Sir Kenneth Blackburne, previously governor of the Leeward Islands, had been appointed as Foot’s replacement in Jamaica, but now the post had little to do with the day-to-day running of the country, which was firmly in the hands of elected Prime Minister Norman Manley. There had been some significant achievements: the national income of Jamaica had more than doubled from 1952 to 1958, and
exports increased by 250 per cent in value. In the same period, industrial output by value quadrupled, in all producing an annual growth rate of 8 per cent. Manley would retain power in the election of 1959, increasing his party’s share of the vote and its majority

A scene from Kingston’s Kings Street in 1961.

But at the same time, the huge promise of the PNP’s victory in 1955 had not been met. Expectations had risen faster than tangible wealth, and the population had grown even more than the economy. Land reform had failed and industrial development had degenerated into going cap-in-hand to foreign investors with ever-increasing inducements. Manley was forced to admit that the rich had got richer, but the poor poorer.

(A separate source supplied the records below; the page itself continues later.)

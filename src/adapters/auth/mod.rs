//! Identity adapters.
//!
//! Implementations of the `IdentityProvider` port:
//!
//! - `mock` - Test implementation that doesn't require an external service

mod mock;

pub use mock::MockIdentityProvider;
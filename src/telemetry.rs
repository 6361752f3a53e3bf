//! Tracing subscriber setup.
//!
//! The library only emits `tracing` events; binaries and tests that want to
//! see them call [`init_tracing`] once at startup.

use thiserror::Error;
use tracing_subscriber::EnvFilter;

use crate::config::LoggingConfig;

#[derive(Debug, Error)]
pub enum TelemetryError {
    #[error("Invalid log filter: {0}")]
    InvalidFilter(String),

    #[error("Failed to install tracing subscriber: {0}")]
    Install(String),
}

/// Installs a global fmt subscriber.
///
/// `RUST_LOG` wins over `config.filter` when set. Fails if a global
/// subscriber is already installed.
pub fn init_tracing(config: &LoggingConfig) -> Result<(), TelemetryError> {
    let filter = match std::env::var(EnvFilter::DEFAULT_ENV) {
        Ok(directives) if !directives.trim().is_empty() => EnvFilter::try_new(directives),
        _ => EnvFilter::try_new(&config.filter),
    }
    .map_err(|e| TelemetryError::InvalidFilter(e.to_string()))?;

    let builder = tracing_subscriber::fmt().with_env_filter(filter).with_target(true);
    let result = if config.json {
        builder.json().try_init()
    } else {
        builder.try_init()
    };
    result.map_err(|e| TelemetryError::Install(e.to_string()))
}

Against this backdrop, on 3 January 1958, two days before Fleming’s flight touched down at Montego Bay, the West Indies Federation came into being. Its capital was in Trinidad and its first prime minister was Barbadian Grantley Adams. As part of the post-Suez rush to decolonise and disengage with those parts of the Empire
that were unprofitable, it was planned in Britain that the Federation should achieve independence as a dominion within four or five years. The American consul in Trinidad made an accurate assessment: he reported to Washington that British support for the Federation had two aims: ‘(1) To impress the United Nations with its eagerness to grant self-government and independence to its colonial dependencies; and more important, (2) to rid itself of the continuing financial drain of supporting an area which is dependent upon grants and development aid.’

The Americans were watching closely. As colonial ties with Britain are loosened,’ one United States newspaper opined, ‘the possibilities for lucrative trade will increase with the development of the islands … American influence, too could help the new-born federation towards the stable democratic government now lacking among some of its Caribbean neighbors.’

As early as the 1947 Montego Bay conference, federation had seemed inevitable. But in the intervening years, enthusiasm for the project had ebbed away as scepticism grew in all quarters about the viability of the plan. It was a blow when Belize (then British Honduras) and Guyana (British Guiana) refused to join: it was hoped that these largely empty territories would have provided scope for immigration from the disastrously overpopulated islands. At the same time, distrust had worsened between the British and the local Caribbean governments. By the time it was launched, both sides had shown their reluctance to confer significant authority on the federal government. Instead, national governments and the British Governor-General would pull the strings.

Colonial Secretary Lennox-Boyd had virtually promised the position of Governor-General of the new Federation to Sir Hugh Foot, who remained hugely popular in Jamaica. But instead it was decided by Prime Minister Harold Macmillan that the new man was to be Patrick Buchan-Hepburn, 1st Baron Hailes, a former personal secretary to
Winston Churchill and chief whip for the Conservative Party, recently appointed Knight Grand Cross of the Order of the British Empire. No one was consulted in the West Indies, where Hailes was almost unknown. The American embassy in London reported the prevailing opinion across the political spectrum that ‘his lack of distinction … was not particularly complimentary to the new Federation’. Instead, ‘it gave the appearance of a political deal’, a sinecure. Morris Cargill described Hailes as ‘a bird-brain. His attention span was about ten seconds.’

At Hailes’s inauguration, Manley complained about Britain’s ‘parsimonious attitude towards this new Federation’. Frequent requests for loans had been turned down, causing an editorial in the
Jamaica Times
to lament: ‘In the Commonwealth and Empire, in the way of loyalty and belief in a straight British future, few other territories can today equal the West Indies in sincerity. Yet we are the people that Britain, it appears, has chosen to leave to swim if we can, or sink if we can’t.’